RIDING FREE is actually for REAL horse people. Andrea and Markus Eschbach explain that with correct training and preparation, a piece of metal across the tongue isn’t necessary to control a horse, and a piece of leather over the back isn’t needed to keep your seat. If you have spent any time asking yourself why it takes so much equipment between you and your horse in order to get close to him, then this book will speak to you. Our horses can be happier and more comfortable if we take the steps to communicate with them at the most elemental level, and the riding relationship that can arise from that can defy your expectations.

On my beloved first pony Misty, at age nine, with just a halter and lead rope (and yes, I should have been wearing a helmet).

Besides, it can be good for YOU as a rider to gain the seat necessary to control your horse’s direction and speed without a bit, and to stay in place without a saddle. In his bestselling book HOW GOOD RIDERS GET GOOD, USEA Hall-of-Fame Inductee Denny Emerson asks us if it is “possible to be a centaur in the suburbs.” He describes what it may have taken for young Plains Indians to become “part” of a horse in the eighteen and nineteenth centuries: “They learned naturally, by simply letting their body accommodate to the movements of the horse, and they didn’t have a saddle between them and the animal to use as a crutch, or in any way to impede their total feel of the living entity beneath them.” Denny says that today you can still learn to ride as well as the Plains Indians, “but only if you recreate those same conditions.”

Pretty much the only time I got my little brother on a horse---bareback (just halters and lead ropes) on Asil and Katrina. This was our favorite way to hit the trail.

“I’ve always been thankful that I had all those bareback years, galloping over the hills on [my first horse] Paint with only a halter and a lead rope,” writes Denny, “because I think even now, fifty years later, hip replacement and all, I could still gallop around bareback comfortably and confidently.”

So that security gained by dealing with, perhaps, the momentary insecurity you might feel riding without a bit or without a saddle, is a feeling of being able to really ride that never leaves you. But it isn’t just about being able to “stick” that appeals, it is indeed the “centaur” sensation that is more likely to be achieved when the saddle is shed. Bareback is about as close to being “one” with the horse as we can really get.

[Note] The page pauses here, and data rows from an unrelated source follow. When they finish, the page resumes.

//! # packer-registry: Pack Size Registry
//!
//! Holds the catalogue of pack sizes the optimizer draws from. The
//! catalogue is the only state shared across requests.
//!
//! ## Concurrency
//!
//! [`PackRegistry`] keeps its sizes behind a single `parking_lot::RwLock`.
//! Every operation takes the lock once, so a reader never sees half of a
//! batch insert. The lock is never held across an `.await`.

pub mod error;
pub mod memory;

pub use error::RegistryError;
pub use memory::PackRegistry;

use packer_core::PackSize;

/// Storage seam for the pack size catalogue.
pub trait PackStore: Send + Sync {
    /// Validate and insert a batch, skipping sizes already present.
    ///
    /// Any non-positive entry rejects the whole batch and leaves the store
    /// unchanged. Returns the number of sizes actually added; a batch made
    /// only of duplicates succeeds with zero.
    fn add_sizes(&self, sizes: &[i64]) -> Result<usize, RegistryError>;

    /// Remove one size. Fails with [`RegistryError::NotFound`] when absent.
    fn remove_size(&self, size: i64) -> Result<(), RegistryError>;

    /// Remove every size.
    fn remove_all(&self);

    /// Snapshot of the current sizes, in insertion order.
    fn list_sizes(&self) -> Vec<PackSize>;
}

There were actually bareback equitation classes at the 4-H shows I attended as a kid--here I'm on Asil (the gray) at the Midstate Riding Club in Randolph, Vermont.

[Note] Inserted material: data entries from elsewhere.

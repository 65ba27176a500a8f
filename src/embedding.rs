//! # Embedding
//!
//! Text → fixed-dimension vector. The rest of the crate only sees the
//! [`Embedder`] trait, so the neural model can be swapped for the lexical
//! [`HashingEmbedder`] (offline runs, tests) through configuration.
//!
//! ## Implementations
//! - [`SentenceEmbeddingsModel`]: `sentence-transformers/all-MiniLM-L6-v2`
//!   run with Candle. Weights come from the Hugging Face hub cache, output is
//!   mean-pooled and L2-normalised, 384 dimensions.
//! - [`HashingEmbedder`]: lowercased alphanumeric tokens hashed into a fixed
//!   number of buckets, L2-normalised. Deterministic and dependency-free at
//!   runtime; texts that share words land close together.
//!
//! Embedding is CPU bound and can be slow, so async callers go through
//! [`embed_with_timeout`], which runs the work on Tokio's blocking pool under a
//! deadline. An expired deadline is reported as
//! [`RagError::BackendUnavailable`] and is never retried.

use std::fmt::Display;
use std::sync::Arc;
use std::time::Duration;

use candle_core::{DType, Device, Tensor};
use candle_nn::VarBuilder;
use candle_transformers::models::bert::{BertModel, Config, DTYPE};
use hf_hub::{Repo, RepoType, api::sync::Api};
use tokenizers::{Tokenizer, TruncationParams};
use tracing::{debug, info};

use crate::config::{EmbeddingConfig, EmbeddingKind};
use crate::error::{RagError, Result};

/// Maps text to vectors of a fixed dimension, deterministically for a given model.
pub trait Embedder: Send + Sync {
    /// Width of every vector this embedder produces.
    fn dimension(&self) -> usize;

    /// Embed each text, preserving order.
    fn embed(&self, texts: &[String]) -> Result<Vec<Vec<f32>>>;
}

/// BERT position embeddings stop at 512.
const MAX_TOKENS: usize = 512;

fn embedding_error(err: impl Display) -> RagError {
    RagError::Embedding(err.to_string())
}

/// Sentence embeddings model using Candle (pure Rust)
pub struct SentenceEmbeddingsModel {
    model: BertModel,
    tokenizer: Tokenizer,
    device: Device,
    dimension: usize,
}

impl SentenceEmbeddingsModel {
    /// Load `model_id` (e.g. `sentence-transformers/all-MiniLM-L6-v2`) from the Hugging Face Hub.
    ///
    /// Files are fetched once into the local hub cache and memory-mapped afterwards.
    pub fn load(model_id: &str) -> Result<Self> {
        let device = Device::Cpu;
        info!("Loading embedding model {}", model_id);

        let repo = Repo::with_revision(model_id.to_string(), RepoType::Model, "main".to_string());
        let api = Api::new().map_err(embedding_error)?;
        let api_repo = api.repo(repo);

        let config_filename = api_repo.get("config.json").map_err(embedding_error)?;
        let tokenizer_filename = api_repo.get("tokenizer.json").map_err(embedding_error)?;
        let weights_filename = api_repo.get("model.safetensors").map_err(embedding_error)?;

        let config = std::fs::read_to_string(config_filename)?;
        let dimension = serde_json::from_str::<serde_json::Value>(&config)?["hidden_size"]
            .as_u64()
            .ok_or_else(|| RagError::Embedding("model config has no hidden_size".into()))?
            as usize;
        let config: Config = serde_json::from_str(&config)?;

        let mut tokenizer = Tokenizer::from_file(tokenizer_filename)
            .map_err(|e| RagError::Embedding(format!("Failed to load tokenizer: {e}")))?;
        tokenizer
            .with_truncation(Some(TruncationParams {
                max_length: MAX_TOKENS,
                ..Default::default()
            }))
            .map_err(embedding_error)?;

        let vb = unsafe {
            VarBuilder::from_mmaped_safetensors(&[weights_filename], DTYPE, &device)
                .map_err(embedding_error)?
        };
        let model = BertModel::load(vb, &config).map_err(embedding_error)?;

        Ok(Self {
            model,
            tokenizer,
            device,
            dimension,
        })
    }

    /// Encode a single text into a normalised embedding.
    pub fn encode(&self, text: &str) -> Result<Vec<f32>> {
        self.encode_inner(text).map_err(embedding_error)
    }

    fn encode_inner(
        &self,
        text: &str,
    ) -> std::result::Result<Vec<f32>, Box<dyn std::error::Error + Send + Sync>> {
        let tokens = self.tokenizer.encode(text, true)?;

        let token_ids = Tensor::new(tokens.get_ids(), &self.device)?.unsqueeze(0)?;
        let token_type_ids = Tensor::new(tokens.get_type_ids(), &self.device)?.unsqueeze(0)?;

        let output = self.model.forward(&token_ids, &token_type_ids, None)?;
        let embedding = self.mean_pooling(&output, tokens.get_attention_mask())?;
        let embedding = normalize(&embedding)?;

        Ok(embedding.to_vec1::<f32>()?)
    }

    /// Mean pooling over token embeddings, considering attention mask
    fn mean_pooling(
        &self,
        embeddings: &Tensor,
        attention_mask: &[u32],
    ) -> candle_core::Result<Tensor> {
        // embeddings: [1, seq_len, hidden], mask: [1, seq_len, 1]
        let mask = Tensor::new(attention_mask, &self.device)?
            .to_dtype(DType::F32)?
            .unsqueeze(0)?
            .unsqueeze(2)?;

        let sum = embeddings.broadcast_mul(&mask)?.sum(1)?;
        let count = mask.sum(1)?.clamp(1f32, f32::INFINITY)?;

        sum.broadcast_div(&count)?.squeeze(0)
    }
}

fn normalize(tensor: &Tensor) -> candle_core::Result<Tensor> {
    let norm = tensor.sqr()?.sum_all()?.sqrt()?;
    tensor.broadcast_div(&norm)
}

impl Embedder for SentenceEmbeddingsModel {
    fn dimension(&self) -> usize {
        self.dimension
    }

    fn embed(&self, texts: &[String]) -> Result<Vec<Vec<f32>>> {
        texts.iter().map(|text| self.encode(text)).collect()
    }
}

/// Bag-of-words embedder over hashed token buckets.
#[derive(Debug, Clone)]
pub struct HashingEmbedder {
    dimension: usize,
}

impl HashingEmbedder {
    pub fn new(dimension: usize) -> Self {
        Self {
            dimension: dimension.max(1),
        }
    }

    fn bucket(&self, token: &str) -> usize {
        let digest = blake3::hash(token.as_bytes());
        let mut head = [0u8; 8];
        head.copy_from_slice(&digest.as_bytes()[..8]);
        (u64::from_le_bytes(head) % self.dimension as u64) as usize
    }

    fn encode(&self, text: &str) -> Vec<f32> {
        let mut vector = vec![0f32; self.dimension];
        for token in text
            .split(|c: char| !c.is_alphanumeric())
            .filter(|t| !t.is_empty())
        {
            vector[self.bucket(&token.to_lowercase())] += 1.0;
        }

        let norm = vector.iter().map(|v| v * v).sum::<f32>().sqrt();
        if norm > 0.0 {
            vector.iter_mut().for_each(|v| *v /= norm);
        }
        vector
    }
}

impl Embedder for HashingEmbedder {
    fn dimension(&self) -> usize {
        self.dimension
    }

    fn embed(&self, texts: &[String]) -> Result<Vec<Vec<f32>>> {
        Ok(texts.iter().map(|text| self.encode(text)).collect())
    }
}

/// Build the embedder selected by configuration.
pub fn load_embedder(config: &EmbeddingConfig) -> Result<Arc<dyn Embedder>> {
    match config.kind {
        EmbeddingKind::Minilm => Ok(Arc::new(SentenceEmbeddingsModel::load(&config.model)?)),
        EmbeddingKind::Hashing => Ok(Arc::new(HashingEmbedder::new(config.hashing_dimension))),
    }
}

/// Embed `texts` on the blocking pool, giving up after `timeout`.
///
/// The output is checked against the embedder's contract: one vector per text,
/// each of [`Embedder::dimension`] width.
pub async fn embed_with_timeout(
    embedder: Arc<dyn Embedder>,
    texts: Vec<String>,
    timeout: Duration,
) -> Result<Vec<Vec<f32>>> {
    let count = texts.len();
    let dimension = embedder.dimension();
    debug!("Embedding {} texts", count);

    let task = tokio::task::spawn_blocking(move || embedder.embed(&texts));
    let vectors = match tokio::time::timeout(timeout, task).await {
        Ok(Ok(result)) => result?,
        Ok(Err(join_error)) => {
            return Err(RagError::Embedding(format!("embedding task failed: {join_error}")));
        }
        Err(_) => {
            return Err(RagError::BackendUnavailable(format!(
                "embedding {count} texts timed out after {}s",
                timeout.as_secs_f32()
            )));
        }
    };

    if vectors.len() != count {
        return Err(RagError::MalformedResponse(format!(
            "embedder returned {} vectors for {count} texts",
            vectors.len()
        )));
    }
    if let Some(bad) = vectors.iter().find(|v| v.len() != dimension) {
        return Err(RagError::DimensionMismatch {
            expected: dimension,
            actual: bad.len(),
        });
    }
    Ok(vectors)
}

#[cfg(test)]
mod tests {
    use super::*;
    use crate::vector_index::squared_l2;

    struct SlowEmbedder;

    impl Embedder for SlowEmbedder {
        fn dimension(&self) -> usize {
            2
        }

        fn embed(&self, texts: &[String]) -> Result<Vec<Vec<f32>>> {
            std::thread::sleep(Duration::from_millis(500));
            Ok(texts.iter().map(|_| vec![0.0, 0.0]).collect())
        }
    }

    struct ShortEmbedder;

    impl Embedder for ShortEmbedder {
        fn dimension(&self) -> usize {
            3
        }

        fn embed(&self, _texts: &[String]) -> Result<Vec<Vec<f32>>> {
            Ok(vec![vec![1.0, 0.0, 0.0]])
        }
    }

    fn strings(texts: &[&str]) -> Vec<String> {
        texts.iter().map(|t| t.to_string()).collect()
    }

    #[test]
    fn test_hashing_embedder_is_deterministic_and_normalised() {
        let embedder = HashingEmbedder::new(64);
        let a = embedder.embed(&strings(&["Rust is cool."])).unwrap();
        let b = embedder.embed(&strings(&["rust IS cool"])).unwrap();
        assert_eq!(a, b, "case and punctuation should not matter");

        let norm: f32 = a[0].iter().map(|v| v * v).sum::<f32>().sqrt();
        assert!((norm - 1.0).abs() < 1e-5);
    }

    #[test]
    fn test_hashing_embedder_empty_text_is_zero_vector() {
        let embedder = HashingEmbedder::new(16);
        let vectors = embedder.embed(&strings(&["  ...  "])).unwrap();
        assert!(vectors[0].iter().all(|v| *v == 0.0));
    }

    #[test]
    fn test_hashing_embedder_shared_words_are_closer() {
        let embedder = HashingEmbedder::new(512);
        let vectors = embedder
            .embed(&strings(&[
                "What is the capital of France?",
                "Paris is the capital of France.",
                "The sun is a star.",
            ]))
            .unwrap();
        let to_paris = squared_l2(&vectors[0], &vectors[1]);
        let to_sun = squared_l2(&vectors[0], &vectors[2]);
        assert!(to_paris < to_sun);
    }

    #[tokio::test]
    async fn test_embed_with_timeout_expires() {
        let err = embed_with_timeout(
            Arc::new(SlowEmbedder),
            strings(&["slow"]),
            Duration::from_millis(20),
        )
        .await
        .unwrap_err();
        assert!(matches!(err, RagError::BackendUnavailable(_)));
    }

    #[tokio::test]
    async fn test_embed_with_timeout_checks_vector_count() {
        let err = embed_with_timeout(
            Arc::new(ShortEmbedder),
            strings(&["one", "two"]),
            Duration::from_secs(5),
        )
        .await
        .unwrap_err();
        assert!(matches!(err, RagError::MalformedResponse(_)));
    }

    #[tokio::test]
    async fn test_embed_with_timeout_passes_through() {
        let vectors = embed_with_timeout(
            Arc::new(HashingEmbedder::new(32)),
            strings(&["alpha", "beta"]),
            Duration::from_secs(5),
        )
        .await
        .unwrap();
        assert_eq!(vectors.len(), 2);
        assert!(vectors.iter().all(|v| v.len() == 32));
    }

    #[test]
    #[ignore = "downloads all-MiniLM-L6-v2 from the Hugging Face hub"]
    fn test_sentence_embeddings_model() {
        let model = SentenceEmbeddingsModel::load("sentence-transformers/all-MiniLM-L6-v2").unwrap();
        assert_eq!(model.dimension(), 384);
        let vectors = model
            .embed(&strings(&["Rust is cool.", "I love programming."]))
            .unwrap();
        assert_eq!(vectors.len(), 2);
        assert_eq!(vectors[0].len(), 384);
    }
}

“I’ve never spent a lot of time on a horse bareback,” says TSB Managing Director Martha Cook, “but a winter doesn’t pass (at least not yet), when I don’t indulge in a few short rides without a saddle. There’s something wonderful about slipping onto a shaggy, warm horse on a cold, snowy day. The heat that radiates through my seat on a cold day is like putting on pants fresh from the dryer. It feels good!”

In this day and age of merchandising and marketing it is so easy to think the trappings are what riding is all about. It might actually be difficult for many people to imagine taking a lesson bareback, or riding their horse on the trail with a bitless bridle, or bringing their horse in from the pasture, on board, with nothing but a lead rope looped around his neck. The thing is, really, truly, this shouldn’t be hard to imagine. It should be what we all dream about constantly—is it not the epitome of all that a horse-and-rider partnership should embody?

Misty was in her late twenties when this picture was all-out gallop across the field below my house, no saddle, no bridle. Nothing better.

I would never have thought twice about hopping on my horses without tack when I was a kid. It wasn’t just youthful bravado, it was that I could think of absolutely nothing better in the world. Bare legs on warm coat, muscle on muscle, and no ulterior motives…just friendship in a common space and time.